Stary przepis na racuchy. Moja babcia miała listę zasad, ale jedna była najważniejsza - chodziło o "diabelską wodę"

Moja babcia była mistrzynią racuchów drożdżowych i jako mała dziewczynka patrzyłam na ich robienie jak na magiczny rytuał. Babcia miała całą listę zasad, które bezwzględnie musiały być spełnione, by racuchy wyszły delikatne i puszyste jak chmurka. Jedna z zasad dotyczyła dodatku, który wydawał mi się co najmniej niezrozumiały. Chodziło o kieliszek spirytusu.

Więcej przepisów znajdziesz na naszej stronie głównej Gazeta.pl

Zobacz wideo

Racuchy drożdżowe zawsze zbudzały we mnie jakiegoś rodzaju respekt, pewnie dlatego, że moja babcia podchodziła do ich wykonania niemal z namaszczeniem. Już godzinę przez początkiem przygotowywania ciasta, wszystkie drzwi i okna musiały być zamknięte, by nie było przeciągów. Stół, na którym rosło ciasto, nie mógł się chwiać (babcia podkładała gazetę pod jedną nogę), miska musiała być przykryta wyłącznie lnianą ściereczką, a domownicy musieli chodzić na paluszkach, gdy ciasto rosło. Jako dziewczyna myślałam, że to dlatego, że ciasto musi rosnąć w ciszy, ale nie rozumiałam, po co babcia je "upija" spirytusem. Dziś wiem, że dodatek spirytusu do ciasta na racuchy sprawi, że podczas smażenia nie chłoną tłuszczu i wychodzą delikatne i puszyste. Dziś zdradzę przepis na racuchy takie, jak przed laty robiła moja babcia. 

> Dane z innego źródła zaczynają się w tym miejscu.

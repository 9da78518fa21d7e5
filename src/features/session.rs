//! LinkedIn session: topic handling, login and cookie-backed re-authentication.

use super::session_store;
use crate::core::config::{Credentials, SessionSection};
use crate::core::error::SessionError;
use crate::scraping::wait::pause;
use anyhow::{anyhow, Result};
use chromiumoxide::Page;
use std::io::BufRead;
use tracing::{info, warn};

pub const LOGIN_URL: &str = "https://www.linkedin.com/login";
pub const FEED_URL: &str = "https://www.linkedin.com/feed/";
const SEARCH_BASE: &str = "https://www.linkedin.com/search/results/content/";

/// Strip surrounding whitespace and any `#` marks from a user-supplied topic.
///
/// `" #rust "` → `"rust"`
pub fn normalize_topic(raw: &str) -> String {
    raw.trim().replace('#', "")
}

/// Content-search URL for a hashtag topic.
pub fn search_url(topic: &str) -> Result<url::Url> {
    url::Url::parse_with_params(
        SEARCH_BASE,
        &[
            ("keywords", format!("#{}", topic)),
            ("origin", "SWITCH_SEARCH_VERTICAL".to_string()),
        ],
    )
    .map_err(|e| anyhow!("invalid search url for '{}': {}", topic, e))
}

/// Whether a post-login URL means the login went through.
pub fn landed_on_feed(url: &str) -> bool {
    url.contains("feed")
}

async fn current_url(page: &Page) -> String {
    page.url().await.ok().flatten().unwrap_or_default()
}

/// Block until the operator presses Enter.
async fn operator_checkpoint() {
    println!("Login and solve CAPTCHA if required, then press Enter to continue...");
    let waited = tokio::task::spawn_blocking(|| {
        let mut line = String::new();
        std::io::stdin().lock().read_line(&mut line)
    })
    .await;
    match waited {
        Ok(Ok(_)) => {}
        Ok(Err(e)) => warn!("checkpoint: could not read stdin ({}), continuing", e),
        Err(e) => warn!("checkpoint: prompt task failed ({}), continuing", e),
    }
}

/// Fill and submit the login form, then verify that the browser ends up on
/// the feed.
///
/// With `checkpoint` set, waits for the operator to confirm (CAPTCHA or
/// two-factor prompts) before checking the landing URL.
pub async fn login(page: &Page, creds: &Credentials, checkpoint: bool) -> Result<()> {
    info!("🔐 logging in as {}", creds.email);
    page.goto(LOGIN_URL)
        .await
        .map_err(|e| anyhow!("failed to open login page: {}", e))?;
    pause(2000).await;

    page.find_element("#username")
        .await
        .map_err(|e| anyhow!("login form has no username field: {}", e))?
        .click()
        .await?
        .type_str(&creds.email)
        .await?;

    page.find_element("#password")
        .await
        .map_err(|e| anyhow!("login form has no password field: {}", e))?
        .click()
        .await?
        .type_str(&creds.password)
        .await?
        .press_key("Enter")
        .await?;

    if checkpoint {
        operator_checkpoint().await;
    }
    pause(5000).await;

    let landed = current_url(page).await;
    if !landed_on_feed(&landed) {
        return Err(SessionError::LoginRejected(landed).into());
    }
    info!("Logged in successfully");
    Ok(())
}

/// Make sure the tab is authenticated.
///
/// Stored cookies are tried first; if the feed opens with them, no login is
/// needed. Otherwise credentials are read from the environment, the login
/// form is submitted and the fresh cookies are saved for the next run.
pub async fn ensure_authenticated(page: &Page, config: &SessionSection) -> Result<()> {
    let cookie_path = config.resolve_cookie_path();

    if let Some(path) = cookie_path.as_deref() {
        if session_store::restore(page, path).await > 0 {
            page.goto(FEED_URL)
                .await
                .map_err(|e| anyhow!("failed to open feed: {}", e))?;
            pause(3000).await;
            let landed = current_url(page).await;
            if landed_on_feed(&landed) {
                info!("♻️  reusing stored session");
                return Ok(());
            }
            info!("stored session rejected (landed on {}), logging in", landed);
            session_store::invalidate(path);
        }
    }

    let creds = Credentials::from_env()?;
    login(page, &creds, config.resolve_operator_checkpoint()).await?;

    if let Some(path) = cookie_path.as_deref() {
        if let Err(e) = session_store::persist(page, path).await {
            warn!("could not save session cookies: {}", e);
        }
    }
    Ok(())
}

Stary przepis na racuchy drożdżowe

Składniki:

  • 0,5 kg mąki pszennej
  • 40 g drożdży
  • 1,5 szklanki letniego mleka
  • 1 jajko
  • 2 łyżki cukru
  • 1 łyżka cukru waniliowego
  • szczypta soli
  • kieliszek spirytusu (40 ml)
  • olej roślinny do smażenia

Wszystkie składniki powinny mieć temperaturę pomieszczenia, a temperatura mleka powinna wynosić między 30 a 40 stopni Celsjusza.

Sposób wykonania:

  1. W rondelku zagrzej mleko. Następnie odlej połowę do miseczki, wkrusz drożdże, dodaj 2 łyżki mąki i cukier. Wymieszaj i odstaw, by rozczyn zaczął pracować. Miskę z rozczynem warto przykryć ściereczką i postawić w ciepłym miejscu. 
  2. Do dużej miski przesiej mąkę, dodaj jajko oraz resztę mleka i zacznij zagniatać, stopniowo dolewając wyrośnięty rozczyn. Babcia radziła, żeby zagniatać ciasto drożdżowe ciepłymi dłońmi, bez biżuterii. 
  3. Kiedy ciasto będzie już jednolite i pozbawione grudek, dolej kieliszek spirytusu. Następnie lekko uklep ciasto, napowietrzając je. Przykryj miskę z ciastem ściereczką i odstaw na ok. godzinę, by co najmniej podwoiło lub nawet potroiło swoją objętość. 
  4. Kiedy ciasto już wyrośnie, możesz zabierać się za smażenie. Na patelni rozgrzej olej tak, by w całości przykrył dno. Olej musi być gorący, ale moc palnika niewielka. Olej nalej także do małej miseczki, w której będziesz zanurzać łyżkę przed nabieraniem ciasta - to sprawi, że ciasto nie będzie przywierać do łyżki.
  5. Nakładaj racuszki łyżką na patelnię i kiedy zezłocą się od spodu, przekręć je na drugą stronę. Następnie przełóż je na ręcznik papierowy, by odsączyć je z nadmiaru tłuszczu. Podawaj oprószone cukrem pudrem lub w towarzystwie ulubionej konfitury.

Trik ze spirytusem sprawia, że racuchy drożdżowe wychodzą delikatne i bardzo puszyste. Nie musisz się obawiać, że racuchy zmienią smak - spirytus nie jest wyczuwalny.